La Reserva Federal sigue endureciendo su discurso, aunque sin cambiar todavía su hoja de ruta. El presidente de la Fed de Nueva York, John Williams, ha advertido de que el conflicto en Oriente Medio ya está elevando la inflación y empieza a dejar nuevas señales de tensión en las cadenas de suministro. La lectura no es menor: ya no se trata solo de petróleo caro, sino de un shock que comienza a filtrarse al resto de la economía.
La inflación ya no se queda en la energía
Según John Williams, el conflicto está empujando al alza la inflación a través del encarecimiento de la energía, pero ese impacto ya empieza a extenderse a otros precios. Reuters señala que Williams citó efectos en sectores como viajes, alimentación y fertilizantes, una señal bastante clara de que el shock empieza a contaminar más áreas de la cesta de consumo.
Eso cambia bastante la lectura del mercado. Cuando el petróleo sube pero el daño queda aislado, los bancos centrales pueden permitirse algo más de paciencia. Cuando ese encarecimiento empieza a filtrarse al conjunto de precios, el margen para relajarse se reduce. Por eso el mensaje de John Williams encaja con una Fed que sigue instalada en el “esperar y ver”, pero con una vigilancia creciente sobre los riesgos inflacionistas.
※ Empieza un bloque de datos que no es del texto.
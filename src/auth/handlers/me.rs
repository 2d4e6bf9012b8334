/**
 * Get Current User Handler
 *
 * Handler for GET /api/auth/me, which returns the user behind the
 * presented session token. The route sits behind the auth middleware, so
 * the handler receives an already-verified identity via the `AuthUser`
 * extractor and only has to fetch the fresh record.
 */

use axum::{extract::State, response::Json};
use sqlx::PgPool;

use crate::auth::decision::DenyReason;
use crate::auth::handlers::types::UserResponse;
use crate::auth::users::get_user_by_id;
use crate::error::AuthError;
use crate::middleware::auth::AuthUser;

/// Get current user handler
///
/// # Returns
///
/// JSON response with the public user info
///
/// # Errors
///
/// * `401 Unauthorized` - the token's user no longer exists (the
///   middleware rejects missing/invalid tokens before this runs)
/// * `503 Service Unavailable` - database not configured
pub async fn get_me(
    State(pool): State<Option<PgPool>>,
    AuthUser(identity): AuthUser,
) -> Result<Json<UserResponse>, AuthError> {
    let pool = pool.ok_or_else(|| {
        tracing::error!("Database not configured");
        AuthError::StoreUnavailable
    })?;

    let user = get_user_by_id(&pool, identity.user_id)
        .await?
        .ok_or_else(|| {
            tracing::warn!("Token user no longer exists: {}", identity.user_id);
            AuthError::Denied(DenyReason::UnknownUser)
        })?;

    Ok(Json(user.into()))
}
La Fed mantiene la calma, pero no suaviza el tono
John Williams insistió en que la política monetaria sigue estando “bien posicionada”, una fórmula que en lenguaje Fed suele significar lo mismo: no hay urgencia para mover tipos. Reuters recuerda que la Fed mantuvo en marzo el rango oficial en el 3,50%-3,75%, y que el mercado sigue descontando muy pocos recortes este año ante el deterioro del frente inflacionista.
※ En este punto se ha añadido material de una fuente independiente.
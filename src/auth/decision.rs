/**
 * Authentication Decision
 *
 * A single decision function is invoked per sign-in attempt. It dispatches
 * on the provider carried by the attempt: the credentials variant goes to
 * the credential verifier, every external variant goes to the OAuth
 * reconciler. Two terminal outcomes exist, allow and deny; there is no
 * further state machine, no retries, no backoff.
 *
 * Storage failures never escape as panics or raw errors. The attempt is
 * denied, the underlying fault is logged here with full detail.
 */

use std::fmt;

use sqlx::PgPool;

use crate::auth::provider::Provider;
use crate::auth::users::{self, User};

/// One sign-in attempt, tagged by provider
///
/// The enum is closed: adding a provider forces every `match` below to be
/// revisited, so "unsupported provider" cannot arise past this point.
#[derive(Debug, Clone)]
pub enum SignInAttempt {
    /// Local email + password sign-in
    Credentials { email: String, password: String },
    /// GitHub-authenticated identity
    GitHub { email: String },
    /// Google-authenticated identity
    Google { email: String },
    /// Apple-authenticated identity
    Apple { email: String },
}

impl SignInAttempt {
    /// Build an attempt for an externally authenticated identity.
    ///
    /// Returns `None` for `Provider::Credentials` — that path carries a
    /// password and is constructed directly.
    pub fn external(provider: Provider, email: String) -> Option<Self> {
        match provider {
            Provider::Credentials => None,
            Provider::GitHub => Some(SignInAttempt::GitHub { email }),
            Provider::Google => Some(SignInAttempt::Google { email }),
            Provider::Apple => Some(SignInAttempt::Apple { email }),
        }
    }

    /// The provider this attempt authenticates with
    pub fn provider(&self) -> Provider {
        match self {
            SignInAttempt::Credentials { .. } => Provider::Credentials,
            SignInAttempt::GitHub { .. } => Provider::GitHub,
            SignInAttempt::Google { .. } => Provider::Google,
            SignInAttempt::Apple { .. } => Provider::Apple,
        }
    }
}

/// Why a sign-in attempt was refused
///
/// The precise reason is kept for logs and tests; the HTTP layer collapses
/// credential denials into one uniform message (see `public_message`).
#[derive(Debug, Clone, Copy, PartialEq, Eq)]
pub enum DenyReason {
    /// No user record matches the presented email
    UnknownUser,
    /// The stored hash does not match the presented password
    IncorrectPassword,
    /// The account exists but has no password hash (provisioned through a
    /// third-party sign-in)
    NoPasswordSet,
    /// A provider name outside the supported set reached the boundary
    UnsupportedProvider,
    /// The user store failed; detail is in the logs, not here
    Storage,
}

impl DenyReason {
    /// Message safe to return to the end user.
    ///
    /// Credential denials are indistinguishable from each other to avoid
    /// account enumeration; storage denials leak no internal detail.
    pub fn public_message(self) -> &'static str {
        match self {
            DenyReason::UnknownUser
            | DenyReason::IncorrectPassword
            | DenyReason::NoPasswordSet => "invalid email or password",
            DenyReason::UnsupportedProvider => "unsupported sign-in provider",
            DenyReason::Storage => "sign-in failed, please try again",
        }
    }
}

impl fmt::Display for DenyReason {
    fn fmt(&self, f: &mut fmt::Formatter<'_>) -> fmt::Result {
        let s = match self {
            DenyReason::UnknownUser => "no such user",
            DenyReason::IncorrectPassword => "incorrect password",
            DenyReason::NoPasswordSet => "password sign-in not available for this account",
            DenyReason::UnsupportedProvider => "unsupported provider",
            DenyReason::Storage => "storage error",
        };
        f.write_str(s)
    }
}

/// Terminal outcome of a sign-in attempt
#[derive(Debug, Clone)]
pub enum Decision {
    /// Attempt accepted; carries the matched (or newly created) user record
    Allow(User),
    /// Attempt refused
    Deny(DenyReason),
}

impl Decision {
    pub fn is_allow(&self) -> bool {
        matches!(self, Decision::Allow(_))
    }
}

/// Decide a sign-in attempt
///
/// Routes the attempt to the credential verifier or the OAuth reconciler
/// depending on its provider. This is the only entry point the sign-in
/// handlers use.
pub async fn decide(pool: &PgPool, attempt: SignInAttempt) -> Decision {
    match attempt {
        SignInAttempt::Credentials { email, password } => {
            verify_credentials(pool, &email, &password).await
        }
        SignInAttempt::GitHub { email } => reconcile(pool, Provider::GitHub, &email).await,
        SignInAttempt::Google { email } => reconcile(pool, Provider::Google, &email).await,
        SignInAttempt::Apple { email } => reconcile(pool, Provider::Apple, &email).await,
    }
}

/// Verify an email + password pair against the user store
///
/// # Outcomes
///
/// * no matching user → `Deny(UnknownUser)`
/// * account without a password hash → `Deny(NoPasswordSet)`; this is the
///   OAuth-provisioned account case and is rejected explicitly rather than
///   handed to bcrypt with a missing hash
/// * hash mismatch → `Deny(IncorrectPassword)`
/// * hash match → `Allow`
/// * store or hash-parse failure → `Deny(Storage)`
pub async fn verify_credentials(pool: &PgPool, email: &str, password: &str) -> Decision {
    let user = match users::get_user_by_email(pool, email).await {
        Ok(Some(user)) => user,
        Ok(None) => return Decision::Deny(DenyReason::UnknownUser),
        Err(e) => {
            tracing::error!("User lookup failed for {}: {:?}", email, e);
            return Decision::Deny(DenyReason::Storage);
        }
    };

    let Some(hash) = user.password_hash.as_deref() else {
        return Decision::Deny(DenyReason::NoPasswordSet);
    };

    match bcrypt::verify(password, hash) {
        Ok(true) => Decision::Allow(user),
        Ok(false) => Decision::Deny(DenyReason::IncorrectPassword),
        Err(e) => {
            // A stored hash bcrypt cannot parse is a data fault, not a
            // wrong password.
            tracing::error!("Password verification error for {}: {:?}", email, e);
            Decision::Deny(DenyReason::Storage)
        }
    }
}

/// Reconcile an externally authenticated identity with the user store
///
/// Looks the email up and creates a passwordless user record on first
/// sign-in. Always allows once the lookup/creation completes; a concurrent
/// first sign-in that loses the insert race re-fetches the winner's row.
pub async fn reconcile(pool: &PgPool, provider: Provider, email: &str) -> Decision {
    match users::get_user_by_email(pool, email).await {
        Ok(Some(user)) => Decision::Allow(user),
        Ok(None) => create_external_user(pool, provider, email).await,
        Err(e) => {
            tracing::error!("User lookup failed for {} via {}: {:?}", email, provider, e);
            Decision::Deny(DenyReason::Storage)
        }
    }
}

async fn create_external_user(pool: &PgPool, provider: Provider, email: &str) -> Decision {
    match users::create_user(pool, email, None).await {
        Ok(user) => {
            tracing::info!("Created user {} on first {} sign-in", email, provider);
            Decision::Allow(user)
        }
        Err(sqlx::Error::Database(db)) if db.is_unique_violation() => {
            // Two first sign-ins raced; the other request created the row.
            match users::get_user_by_email(pool, email).await {
                Ok(Some(user)) => Decision::Allow(user),
                Ok(None) | Err(_) => {
                    tracing::error!("Lost insert race for {} but re-fetch failed", email);
                    Decision::Deny(DenyReason::Storage)
                }
            }
        }
        Err(e) => {
            tracing::error!("Failed to create user {} via {}: {:?}", email, provider, e);
            Decision::Deny(DenyReason::Storage)
        }
    }
}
El trasfondo es lógico. Si el conflicto remite rápido, parte de esta presión podría disiparse. Pero si se prolonga, el banco central corre el riesgo de enfrentarse a una combinación incómoda: más inflación, menor crecimiento y señales laborales mixtas. Williams reconoció precisamente esa incertidumbre profunda sobre las perspectivas económicas, lo que explica por qué la Fed evita comprometerse con un calendario claro de relajación monetaria.
Las previsiones dejan una desinflación lenta
En sus previsiones, John Williams sitúa la inflación de este año en una banda de 2,75% a 3,0%, impulsada por el coste de la energía, y no espera un regreso al objetivo del 2% hasta 2027. Al mismo tiempo, prevé un crecimiento del PIB de 2% a 2,5% y una tasa de paro en el rango de 4,25% a 4,5%. Es decir, la Fed todavía no dibuja un escenario de recesión, pero sí uno de normalización mucho más lenta y sucia de lo que se esperaba hace unos meses.
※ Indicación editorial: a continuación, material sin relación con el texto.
/**
 * Service Error Types
 *
 * This module defines the error taxonomy used by the HTTP handlers:
 *
 * - `InvalidInput` - client mistake, recoverable by correcting the form
 * - `Conflict` - the email is already registered
 * - `Denied` - authentication refused, with the precise reason kept for
 *   logs and tests
 * - infrastructure faults (store, hashing, tokens, OAuth exchange) that
 *   surface to the client without internal detail
 *
 * Every variant maps to an HTTP status and a public message; the mapping
 * to a response body lives in `conversion`.
 */

use axum::http::StatusCode;
use thiserror::Error;

use crate::auth::decision::DenyReason;
use crate::auth::provider::Provider;

/// Errors surfaced by the authentication handlers
#[derive(Debug, Error)]
pub enum AuthError {
    /// Malformed registration or sign-in input
    #[error("invalid input: {message}")]
    InvalidInput { message: String },

    /// The email is already registered
    #[error("conflict: {message}")]
    Conflict { message: String },

    /// A sign-in attempt was refused
    #[error("authentication denied: {0}")]
    Denied(DenyReason),

    /// A third-party provider without configured client credentials
    #[error("provider {provider} is not configured")]
    ProviderNotConfigured { provider: Provider },

    /// The user store is not configured at all
    #[error("user store not configured")]
    StoreUnavailable,

    /// User store failure
    #[error("storage error: {0}")]
    Storage(#[from] sqlx::Error),

    /// Password hashing failure
    #[error("password hashing error: {0}")]
    Hashing(#[from] bcrypt::BcryptError),

    /// Session token creation or verification failure
    #[error("token error: {0}")]
    Token(#[from] jsonwebtoken::errors::Error),

    /// OAuth exchange or identity lookup failure
    #[error("oauth error: {message}")]
    OAuth { message: String },
}

impl AuthError {
    /// Create an invalid-input error
    pub fn invalid_input(message: impl Into<String>) -> Self {
        Self::InvalidInput {
            message: message.into(),
        }
    }

    /// Create a conflict error
    pub fn conflict(message: impl Into<String>) -> Self {
        Self::Conflict {
            message: message.into(),
        }
    }

    /// Create an OAuth error
    pub fn oauth(message: impl Into<String>) -> Self {
        Self::OAuth {
            message: message.into(),
        }
    }

    /// Get the HTTP status code for this error
    pub fn status_code(&self) -> StatusCode {
        match self {
            Self::InvalidInput { .. } => StatusCode::BAD_REQUEST,
            Self::Conflict { .. } => StatusCode::CONFLICT,
            Self::Denied(_) => StatusCode::UNAUTHORIZED,
            Self::ProviderNotConfigured { .. } | Self::StoreUnavailable => {
                StatusCode::SERVICE_UNAVAILABLE
            }
            Self::Storage(_) | Self::Hashing(_) | Self::Token(_) | Self::OAuth { .. } => {
                StatusCode::INTERNAL_SERVER_ERROR
            }
        }
    }

    /// Message safe to return to the client
    ///
    /// Infrastructure faults are collapsed to a generic message; the full
    /// error is logged where it occurred.
    pub fn public_message(&self) -> String {
        match self {
            Self::InvalidInput { message } => message.clone(),
            Self::Conflict { message } => message.clone(),
            Self::Denied(reason) => reason.public_message().to_string(),
            Self::ProviderNotConfigured { provider } => {
                format!("sign-in with {} is not configured", provider)
            }
            Self::StoreUnavailable => "service unavailable".to_string(),
            Self::Storage(_) | Self::Hashing(_) | Self::Token(_) => {
                "internal server error".to_string()
            }
            Self::OAuth { .. } => "sign-in could not be completed".to_string(),
        }
    }
}

#[cfg(test)]
mod tests {
    use super::*;

    #[test]
    fn test_status_code_mapping() {
        assert_eq!(
            AuthError::invalid_input("bad email").status_code(),
            StatusCode::BAD_REQUEST
        );
        assert_eq!(
            AuthError::conflict("email already registered").status_code(),
            StatusCode::CONFLICT
        );
        assert_eq!(
            AuthError::Denied(DenyReason::IncorrectPassword).status_code(),
            StatusCode::UNAUTHORIZED
        );
        assert_eq!(
            AuthError::ProviderNotConfigured {
                provider: Provider::Apple
            }
            .status_code(),
            StatusCode::SERVICE_UNAVAILABLE
        );
        assert_eq!(
            AuthError::oauth("exchange failed").status_code(),
            StatusCode::INTERNAL_SERVER_ERROR
        );
    }

    #[test]
    fn test_denied_storage_stays_generic() {
        let err = AuthError::Denied(DenyReason::Storage);
        assert_eq!(err.status_code(), StatusCode::UNAUTHORIZED);
        assert!(!err.public_message().contains("storage"));
    }

    #[test]
    fn test_infrastructure_detail_not_leaked() {
        let err = AuthError::oauth("token endpoint returned 500 with secrets");
        assert_eq!(err.public_message(), "sign-in could not be completed");
    }

    #[test]
    fn test_input_messages_pass_through() {
        let err = AuthError::invalid_input("Password must be at least 8 characters");
        assert_eq!(err.public_message(), "Password must be at least 8 characters");
    }
}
Ese punto es importante porque confirma que el banco central no está viendo un repunte inflacionista pasajero de un par de semanas. Está viendo un proceso más persistente, con un horizonte de vuelta al 2% todavía lejano. Y eso, para las bolsas y para los bonos, significa que el entorno de tipos altos puede durar más de lo que el mercado estaría cómodo descontando.
Qué implica para los inversores
El mensaje de John Williams refuerza una idea que el mercado lleva días intentando ignorar parcialmente: el alivio geopolítico puede sostener el apetito por riesgo, pero la inflación sigue siendo una amenaza bastante más seria de lo que parecía. Si las cadenas de suministro vuelven a tensarse y el shock energético sigue ampliándose, la reacción natural será presión sobre los bonos y menos margen para que la renta variable mantenga múltiplos tan exigentes.
Nosotros lo resumiríamos así: la Fed aún no ha girado a un tono abiertamente más agresivo, pero sí está avisando de que el camino hacia tipos más bajos se ha estrechado. Y cuando un banco central empieza a hablar otra vez de suministro, energía e inflación ampliándose, conviene escuchar. Porque normalmente no lo hace por gusto, sino porque ya está viendo señales que el mercado todavía no termina de descontar.